Sem lei, sem ordem

Continua o impasse com a ocupação da reitoria da Universidade Federal da Fronteira Sul (UFFS), no centro de Chapecó, provocado por um grupo de estudantes que impede o acesso do reitor Marcelo Recktenvald nomeado pelo presidente Jair Bolsonaro e empossado em Brasília em 4 de setembro. A sentença prolatada ontem pela juíza federal substituta Heloisa Menegotto Pozenato, negando o pedido de reintegração de posse do prédio da reitoria feito pelo novo reitor, manteve a paralisação da instituição. A decisão da magistrada, para alguns controversa, porque tenta negociar até o limite, não atende a vontade da maioria dos estudantes, já que o protesto reúne apenas 200 manifestantes. A UFFS se transformou num campo de guerra ideológica entre alunos, professores e servidores que não aceitam os limites impostos pela democracia, palavra que está escrita em diversos cartazes na frente da universidade.
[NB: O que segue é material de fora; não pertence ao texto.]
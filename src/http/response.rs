//! Response serialization.
//!
//! # Responsibilities
//! - Build the status line from the HTTP status registry
//! - Append headers in a fixed order
//! - Frame the body with an exact `Content-Length`
//! - Write, flush and close the connection
//!
//! # Design Decisions
//! - Framing is written by hand so every response has the same shape:
//!   `Server, Date, Content-Type, Content-Length[, Connection: close]`
//! - Headers can only be added to a begun response (`ResponseHead`), and the
//!   body only to a finalized one (`FinalizedHead`)
//! - Header text is encoded one byte per character (ISO-8859-1); the body is
//!   appended as-is
//! - Every response closes the connection, whatever the close policy says
//!   about the header

use std::fmt::Write as _;
use std::time::SystemTime;

use ::http::StatusCode;
use tokio::io::{AsyncWrite, AsyncWriteExt};

use crate::config::ServiceConfig;
use crate::http::HttpError;

pub const TEXT_HTML: &str = "text/html";

/// A response whose status line has been written and which accepts headers.
#[derive(Debug)]
pub struct ResponseHead {
    buffer: String,
}

impl ResponseHead {
    /// Start a response with `HTTP/1.1 <code> <reason>`.
    pub fn begin(status: u16) -> Result<Self, HttpError> {
        let code =
            StatusCode::from_u16(status).map_err(|_| HttpError::UnknownStatusCode(status))?;
        let reason = code
            .canonical_reason()
            .ok_or(HttpError::UnknownStatusCode(status))?;

        let mut buffer = String::with_capacity(256);
        let _ = write!(buffer, "HTTP/1.1 {} {}\r\n", code.as_u16(), reason);
        Ok(Self { buffer })
    }

    /// Append `<name>: <value>`.
    pub fn add_header(&mut self, name: &str, value: &str) -> Result<(), HttpError> {
        let name_ok = !name.is_empty() && name.chars().all(|c| c.is_ascii_graphic() && c != ':');
        if !name_ok || !is_wire_text(value) {
            return Err(HttpError::InvalidHeader {
                name: name.to_string(),
            });
        }

        let _ = write!(self.buffer, "{}: {}\r\n", name, value);
        Ok(())
    }

    /// Close the header section, optionally announcing `Connection: close`.
    pub fn finalize(mut self, close_connection: bool) -> FinalizedHead {
        if close_connection {
            self.buffer.push_str("Connection: close\r\n");
        }
        self.buffer.push_str("\r\n");
        FinalizedHead {
            buffer: self.buffer,
        }
    }
}

/// A complete header section, ready for its body.
#[derive(Debug)]
pub struct FinalizedHead {
    buffer: String,
}

impl FinalizedHead {
    /// Serialize the header section followed by `body`.
    pub fn with_body(self, body: &str) -> Vec<u8> {
        let mut bytes = Vec::with_capacity(self.buffer.len() + body.len());
        // Every char was checked to fit in one byte when it was added.
        bytes.extend(self.buffer.chars().map(|c| c as u32 as u8));
        bytes.extend_from_slice(body.as_bytes());
        bytes
    }
}

fn is_wire_text(value: &str) -> bool {
    value
        .chars()
        .all(|c| (c as u32) <= 0xFF && c != '\r' && c != '\n')
}

/// Serializes and sends the decoy's responses.
#[derive(Debug, Clone)]
pub struct ResponseBuilder {
    banner: String,
    close_connection: bool,
}

impl ResponseBuilder {
    pub fn new(banner: impl Into<String>, close_connection: bool) -> Self {
        Self {
            banner: banner.into(),
            close_connection,
        }
    }

    pub fn from_config(config: &ServiceConfig) -> Self {
        Self::new(config.banner.clone(), config.close_connection)
    }

    /// Serialize a full response dated `now`.
    pub fn build(
        &self,
        content: &str,
        status: u16,
        content_type: &str,
        now: SystemTime,
    ) -> Result<Vec<u8>, HttpError> {
        let mut head = ResponseHead::begin(status)?;
        head.add_header("Server", &self.banner)?;
        head.add_header("Date", &httpdate::fmt_http_date(now))?;
        head.add_header("Content-Type", content_type)?;
        head.add_header("Content-Length", &content.len().to_string())?;
        Ok(head.finalize(self.close_connection).with_body(content))
    }

    /// Write a response to `writer`, flush it and shut the stream down.
    pub async fn send_content<W>(
        &self,
        writer: &mut W,
        content: &str,
        status: u16,
        content_type: &str,
    ) -> Result<(), HttpError>
    where
        W: AsyncWrite + Unpin,
    {
        let response = self.build(content, status, content_type, SystemTime::now())?;

        writer.write_all(&response).await?;
        writer.flush().await?;
        writer.shutdown().await?;

        tracing::debug!(
            status,
            bytes = response.len(),
            response = %String::from_utf8_lossy(&response).escape_debug(),
            "Sent response"
        );
        Ok(())
    }
}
Democracia é aceitar as regras do jogo, debater e discutir sem ferir o direito de quem deseja estudar, muitos ameaçados e provocados porque não concordam com a baderna. O ato de nomeação do reitor Marcelo Recktenvald é constitucional, lastreado na lei, porém, contraria os grupelhos de esquerda que aparelham as universidades porque o presidente da República não escolheu o primeiro nome da lista tríplice. Foi um ato legal, legítimo, mas desagradou o “status quo” da instituição que, em nome da autonomia universitária, tenta impedir mudanças. Na verdade, o que existe dentro da universidade de Chapecó é um movimento político, como em outras universidades brasileiras, contra as proposta do atual governo na área da Educação. Tratam contingenciamento orçamentário como cortes de verbas, não aceitam o programa Future-se, que abre as portas das universidades para o mercado permitindo parcerias e investimentos da iniciativa privada. Ao invés do avanço, da modernidade, optam pelo atraso, pelo corporativismo. Lamentável é que a Justiça não consiga fazer cumprir a lei que restabeleceria a ordem dentro do campus, com a desocupação forçada da reitoria, permitindo que o reitor comece a trabalhar, trazendo normalidade e a volta às aulas. Depois de negociações, que duraram dias e envolveu acadêmicos e integrantes do Judiciário, o novo reitor continua despachando num escritório provisório na sede da Advocacia-Geral da União de Chapecó.